Lying to Your Kids: Your Questions About Santa (Part 4 of 6)

I wrote a mostly serious think-piece called ‘Why the Santa Myth is Bad for Your Children’s Elf’, which you can read by clicking on the highlighted link. The article inspired a set of questions, challenges and accusations, which I’ve been addressing in bite-sized pieces, day-by-day (well, day-by-every-other-day), in the run-up to Christmas. I hope it makes you laugh if we’re sympatico on the subject, and still makes you laugh even if you think I’m a monster (even though it’s clearly you who are the monster). No questions this time. I just want you to imagine an alternate universe where Christmas was never celebrated, and instead…

Yee-Haw! It’s Sharkmas!

Imagine if you heard about a culture where every June the 15th a fat cowboy called Finn Clintson sped around the world on the back of a flying great white shark, stopping off along the way to eat piles of air fresheners from people’s cars, his mission to deliver millions of boxes of rice to the kids of the world, but only those who can play darts to a professional standard.
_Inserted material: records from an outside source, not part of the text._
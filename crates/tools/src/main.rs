use std::collections::BTreeSet;
use std::fs;
use std::io;
use std::path::{Path, PathBuf};

use anyhow::{Context, Result};
use clap::Parser;
use level_core::pipeline::{self, GeneratedLevel};
use level_core::{LevelConfig, Point};
use serde::Serialize;
use tracing_subscriber::EnvFilter;

#[derive(Parser)]
#[command(author, version, about = "Evolve a level layout and print it", long_about = None)]
struct Args {
    /// TOML file with level settings; flags below override it
    #[arg(short, long)]
    config: Option<PathBuf>,
    #[arg(short, long)]
    seed: Option<u64>,
    /// Generations per pass
    #[arg(short, long)]
    generations: Option<usize>,
    #[arg(short, long)]
    population: Option<usize>,
    #[arg(long)]
    width: Option<i32>,
    #[arg(long)]
    height: Option<i32>,
    /// Print a JSON report instead of the ASCII plan
    #[arg(long)]
    json: bool,
    /// Print the best layout fitness of every room generation to stderr
    #[arg(long)]
    watch: bool,
}

#[derive(Serialize)]
struct Report<'a> {
    config: &'a LevelConfig,
    fingerprint: String,
    level: &'a GeneratedLevel,
}

fn init_tracing() {
    let filter = EnvFilter::try_from_default_env().unwrap_or_else(|_| EnvFilter::new("info"));
    tracing_subscriber::fmt().with_env_filter(filter).with_writer(io::stderr).compact().init();
}

fn load_config(path: Option<&Path>) -> Result<LevelConfig> {
    let Some(path) = path else {
        return Ok(LevelConfig::default());
    };
    let text = fs::read_to_string(path)
        .with_context(|| format!("Failed to read config file: {}", path.display()))?;
    toml::from_str(&text).with_context(|| format!("Failed to parse config: {}", path.display()))
}

fn apply_overrides(mut config: LevelConfig, args: &Args) -> LevelConfig {
    if let Some(seed) = args.seed {
        config.seed = seed;
    }
    if let Some(generations) = args.generations {
        config.generations = generations;
    }
    if let Some(population) = args.population {
        config.population_size = population;
    }
    if let Some(width) = args.width {
        config.width = width;
    }
    if let Some(height) = args.height {
        config.height = height;
    }
    config
}

/// One character per cell: room index in base 36, `!` on hazards, `.` when empty.
fn render(level: &GeneratedLevel) -> String {
    let room_map = level.room_map();
    let hazards: BTreeSet<Point> = level.hazard_placements().map(|hazard| hazard.tile).collect();
    let mut out = String::new();
    for y in 0..room_map.height() {
        for x in 0..room_map.width() {
            let pos = Point { x, y };
            out.push(match room_map.owner_at(pos) {
                _ if hazards.contains(&pos) => '!',
                Some(room) => char::from_digit(room as u32 % 36, 36).unwrap_or('?'),
                None => '.',
            });
        }
        out.push('\n');
    }
    out
}

fn summary(level: &GeneratedLevel) -> String {
    let room_map = level.room_map();
    let areas = room_map.rooms_area();
    let mut lines = vec![
        format!("Seed: {}", level.seed),
        format!(
            "Layout fitness: {:.3} ({} rooms, avg degree {:.2}, diameter {})",
            level.scores.layout,
            level.metrics.rooms,
            level.metrics.average_degree,
            level.metrics.diameter,
        ),
        format!("Room type fitness: {:.1}", level.scores.room_types),
        format!("Hazard fitness: {:.2}", level.scores.hazards),
        match level.entrance_room {
            Some(room) => format!("Entrance room: {room}"),
            None => "Entrance room: none".to_string(),
        },
        format!("Fingerprint: {:016x}", level.fingerprint()),
    ];
    for label in &level.room_types {
        let Some(area) = areas.get(&label.room.index) else {
            continue;
        };
        let hazards = level
            .hazards
            .iter()
            .find(|room| room.room == label.room.index)
            .map_or(0, |room| room.hazards.len());
        lines.push(format!(
            "  room {:>2}: {:<8} area {:>3}, hazards {}",
            label.room.index, label.room_type, area, hazards
        ));
    }
    lines.join("\n")
}

fn main() -> Result<()> {
    init_tracing();
    let args = Args::parse();

    let config = apply_overrides(load_config(args.config.as_deref())?, &args);
    config.validate().context("Invalid level config")?;

    let level = if args.watch {
        pipeline::generate_level_observed(&config, |generation| {
            eprintln!("generation {:>4}  best {:.3}", generation.index, generation.best().fitness);
        })
    } else {
        pipeline::generate_level(&config)
    }
    .context("Level generation failed")?;

    if args.json {
        let fingerprint = format!("{:016x}", level.fingerprint());
        let report = Report { config: &config, fingerprint, level: &level };
        println!("{}", serde_json::to_string_pretty(&report)?);
    } else {
        println!("{}", summary(&level));
        print!("{}", render(&level));
    }

    Ok(())
}

#[cfg(test)]
mod tests {
    use std::io::Write;
    use std::iter;

    use level_core::Crossover;

    use super::*;

    fn args(flags: &[&str]) -> Args {
        Args::parse_from(iter::once("levelgen").chain(flags.iter().copied()))
    }

    #[test]
    fn missing_config_path_falls_back_to_defaults() {
        assert_eq!(load_config(None).unwrap(), LevelConfig::default());
    }

    #[test]
    fn toml_values_then_flags() {
        let mut file = tempfile::NamedTempFile::new().unwrap();
        writeln!(file, "width = 40\nseed = 7\ncrossover = \"one_point\"").unwrap();

        let loaded = load_config(Some(file.path())).unwrap();
        assert_eq!((loaded.width, loaded.seed), (40, 7));
        assert_eq!(loaded.height, LevelConfig::default().height);

        let config = apply_overrides(loaded, &args(&["--seed", "99", "--height", "30"]));
        assert_eq!((config.width, config.height, config.seed), (40, 30, 99));
        assert_eq!(config.crossover, Crossover::OnePoint);
    }

    #[test]
    fn unknown_config_keys_are_rejected() {
        let dir = tempfile::tempdir().unwrap();
        let path = dir.path().join("level.toml");
        fs::write(&path, "widht = 40\n").unwrap();

        let err = load_config(Some(&path)).unwrap_err();
        assert!(format!("{err:#}").contains("widht"), "{err:#}");
        assert!(load_config(Some(&dir.path().join("missing.toml"))).is_err());
    }

    #[test]
    fn render_has_one_line_per_row() {
        let config = LevelConfig { population_size: 4, generations: 3, ..LevelConfig::default() };
        let level = pipeline::generate_level(&config).unwrap();
        let plan = render(&level);

        assert_eq!(plan.lines().count(), config.height as usize);
        assert!(plan.lines().all(|line| line.chars().count() == config.width as usize));
        let hazards = level.hazard_placements().count();
        assert_eq!(plan.chars().filter(|&cell| cell == '!').count(), hazards);
        assert!(summary(&level).contains("Fingerprint: "));
    }
}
As early as May, families start putting neon sharks in their windows. They take their kids to aquariums where they sit on Finn Clintson’s great white shark (a stuffed one, of course) and tell Finn what kind of rice they’d like for Sharkmas. On Sharkmas Eve, all the dads go out to their cars and lay fresh stacks of air fresheners on the passenger seats. They leave the doors unlocked so Finn Clintson doesn’t have to break through a window.

Between April and June the cries of ONE HUNDRED AND EIIIIIIIGGGHTTTYY can be heard bellowing from every window, and down every street, as kids everywhere pepper their houses with dart-holes in their zeal to emulate their Sharkmas hero, Les ‘Danger’ Wallace. Listen carefully at any window behind which a pushy parent is coaching a kid to be the best darts’ player they can be, and you’ll hear things like: “DO YOU EVEN WANT TEMPURA RICE THIS YEAR, ABIGAIL?” and “YOU MISSED DOUBLE-TOP? IT’S LIKE YOU WANT TO MAKE FINN CLINTSON’S SHARK DIE OF SADNESS!!”

And no-one’s allowed to tell their kids that Finn Clintson isn’t real, or where the rice really comes from, or that sharks can’t fly. Even the schools keep up the charade, bringing Finn Clintsons into the school and having the kids make little wooden great white shark decorations to dangle from their Sharkmas Hat Rack. Churches teach how the world was created by a giant basking shark called Tony.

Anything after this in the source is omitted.